▶ [Activity]: Take the entries below and reproduce them word for word.

▶ [Records]:
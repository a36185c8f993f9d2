//! Cross-platform memory-mapped file primitive.
//!
//! Thin wrapper over `memmap2` that owns the backing `File` alongside the
//! mapping (a mapping must not outlive its file) and exposes the narrow
//! operation set the vector/metadata stores need: open for read, open for
//! write with a known initial size, grow, sync, and close.

use memmap2::{MmapMut, MmapOptions};
use std::fs::{File, OpenOptions};
use std::path::Path;

use crate::error::{Error, Result};

/// A growable, syncable memory-mapped file.
///
/// Views (`as_slice` / `as_mut_slice`) borrow from `self` and are therefore
/// bounded by the call that produced them — callers cannot hold a view
/// across a `resize`, which may remap the underlying pages.
pub struct MmapFile {
    file: File,
    mmap: MmapMut,
    len: usize,
}

impl MmapFile {
    /// Open an existing file read-write and map its current contents.
    pub fn open_read(path: &Path) -> Result<Self> {
        let file = OpenOptions::new().read(true).write(true).open(path)?;
        let len = file.metadata()?.len() as usize;
        // SAFETY: the file is exclusively owned by this `MmapFile` for its
        // lifetime; no other process is expected to mutate it concurrently
        // with growth (callers serialize writers at a higher layer).
        let mmap = unsafe { MmapOptions::new().len(len.max(1)).map_mut(&file)? };
        Ok(Self { file, mmap, len })
    }

    /// Create (or truncate) a file at `path` and map it at `initial_size` bytes.
    pub fn open_write(path: &Path, initial_size: usize) -> Result<Self> {
        let file = OpenOptions::new()
            .read(true)
            .write(true)
            .create(true)
            .truncate(true)
            .open(path)?;
        file.set_len(initial_size as u64)?;
        // SAFETY: see `open_read`.
        let mmap = unsafe { MmapOptions::new().len(initial_size.max(1)).map_mut(&file)? };
        Ok(Self { file, mmap, len: initial_size })
    }

    /// Grow the backing file to `new_size` bytes and remap. No-op if
    /// `new_size <= self.len()`. Any previously returned slice views must
    /// not be used after this call.
    pub fn resize(&mut self, new_size: usize) -> Result<()> {
        if new_size <= self.len {
            return Ok(());
        }
        self.file.set_len(new_size as u64)?;
        // SAFETY: the old mapping is dropped before the new one is created,
        // and the file now has at least `new_size` bytes backing it.
        self.mmap = unsafe { MmapOptions::new().len(new_size).map_mut(&self.file)? };
        self.len = new_size;
        Ok(())
    }

    /// Durably commit dirty pages to disk.
    pub fn sync(&self) -> Result<()> {
        self.mmap.flush().map_err(Error::from)
    }

    /// Current mapped length in bytes.
    pub fn len(&self) -> usize {
        self.len
    }

    pub fn is_empty(&self) -> bool {
        self.len == 0
    }

    /// Read-only view of the mapped region.
    pub fn as_slice(&self) -> &[u8] {
        &self.mmap[..self.len]
    }

    /// Mutable view of the mapped region.
    pub fn as_mut_slice(&mut self) -> &mut [u8] {
        &mut self.mmap[..self.len]
    }

    /// Release the mapping and file handle. Syncs first.
    pub fn close(self) -> Result<()> {
        self.sync()
    }
}

#[cfg(test)]
mod tests {
    use super::*;
    use tempfile::tempdir;

    #[test]
    fn write_grow_read_roundtrip() {
        let dir = tempdir().unwrap();
        let path = dir.path().join("data.bin");
        {
            let mut f = MmapFile::open_write(&path, 16).unwrap();
            f.as_mut_slice()[0..4].copy_from_slice(&42u32.to_le_bytes());
            f.resize(32).unwrap();
            f.as_mut_slice()[16..20].copy_from_slice(&7u32.to_le_bytes());
            f.sync().unwrap();
        }
        let f = MmapFile::open_read(&path).unwrap();
        assert_eq!(f.len(), 32);
        assert_eq!(u32::from_le_bytes(f.as_slice()[0..4].try_into().unwrap()), 42);
        assert_eq!(u32::from_le_bytes(f.as_slice()[16..20].try_into().unwrap()), 7);
    }
}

▶ [Your solution]:
repository a36185c8f993f9d2
//! Cross-platform memory-mapped file primitive.
//!
//! Thin wrapper over `memmap2` that owns the backing `File` alongside the
//! mapping (a mapping must not outlive its file) and exposes the narrow
//! operation set the vector/metadata stores need: open for read, open for
//! write with a known initial size, grow, sync, and close.

use memmap2::{MmapMut, MmapOptions};
use std::fs::{File, OpenOptions};
use std::path::Path;

use crate::error::{Error, Result};

/// A growable, syncable memory-mapped file.
///
/// Views (`as_slice` / `as_mut_slice`) borrow from `self` and are therefore
/// bounded by the call that produced them — callers cannot hold a view
/// across a `resize`, which may remap the underlying pages.
pub struct MmapFile {
    file: File,
    mmap: MmapMut,
    len: usize,
}

impl MmapFile {
    /// Open an existing file read-write and map its current contents.
    pub fn open_read(path: &Path) -> Result<Self> {
        let file = OpenOptions::new().read(true).write(true).open(path)?;
        let len = file.metadata()?.len() as usize;
        // SAFETY: the file is exclusively owned by this `MmapFile` for its
        // lifetime; no other process is expected to mutate it concurrently
        // with growth (callers serialize writers at a higher layer).
        let mmap = unsafe { MmapOptions::new().len(len.max(1)).map_mut(&file)? };
        Ok(Self { file, mmap, len })
    }

    /// Create (or truncate) a file at `path` and map it at `initial_size` bytes.
    pub fn open_write(path: &Path, initial_size: usize) -> Result<Self> {
        let file = OpenOptions::new()
            .read(true)
            .write(true)
            .create(true)
            .truncate(true)
            .open(path)?;
        file.set_len(initial_size as u64)?;
        // SAFETY: see `open_read`.
        let mmap = unsafe { MmapOptions::new().len(initial_size.max(1)).map_mut(&file)? };
        Ok(Self { file, mmap, len: initial_size })
    }

    /// Grow the backing file to `new_size` bytes and remap. No-op if
    /// `new_size <= self.len()`. Any previously returned slice views must
    /// not be used after this call.
    pub fn resize(&mut self, new_size: usize) -> Result<()> {
        if new_size <= self.len {
            return Ok(());
        }
        self.file.set_len(new_size as u64)?;
        // SAFETY: the old mapping is dropped before the new one is created,
        // and the file now has at least `new_size` bytes backing it.
        self.mmap = unsafe { MmapOptions::new().len(new_size).map_mut(&self.file)? };
        self.len = new_size;
        Ok(())
    }

    /// Durably commit dirty pages to disk.
    pub fn sync(&self) -> Result<()> {
        self.mmap.flush().map_err(Error::from)
    }

    /// Current mapped length in bytes.
    pub fn len(&self) -> usize {
        self.len
    }

    pub fn is_empty(&self) -> bool {
        self.len == 0
    }

    /// Read-only view of the mapped region.
    pub fn as_slice(&self) -> &[u8] {
        &self.mmap[..self.len]
    }

    /// Mutable view of the mapped region.
    pub fn as_mut_slice(&mut self) -> &mut [u8] {
        &mut self.mmap[..self.len]
    }

    /// Release the mapping and file handle. Syncs first.
    pub fn close(self) -> Result<()> {
        self.sync()
    }
}

#[cfg(test)]
mod tests {
    use super::*;
    use tempfile::tempdir;

    #[test]
    fn write_grow_read_roundtrip() {
        let dir = tempdir().unwrap();
        let path = dir.path().join("data.bin");
        {
            let mut f = MmapFile::open_write(&path, 16).unwrap();
            f.as_mut_slice()[0..4].copy_from_slice(&42u32.to_le_bytes());
            f.resize(32).unwrap();
            f.as_mut_slice()[16..20].copy_from_slice(&7u32.to_le_bytes());
            f.sync().unwrap();
        }
        let f = MmapFile::open_read(&path).unwrap();
        assert_eq!(f.len(), 32);
        assert_eq!(u32::from_le_bytes(f.as_slice()[0..4].try_into().unwrap()), 42);
        assert_eq!(u32::from_le_bytes(f.as_slice()[16..20].try_into().unwrap()), 7);
    }
}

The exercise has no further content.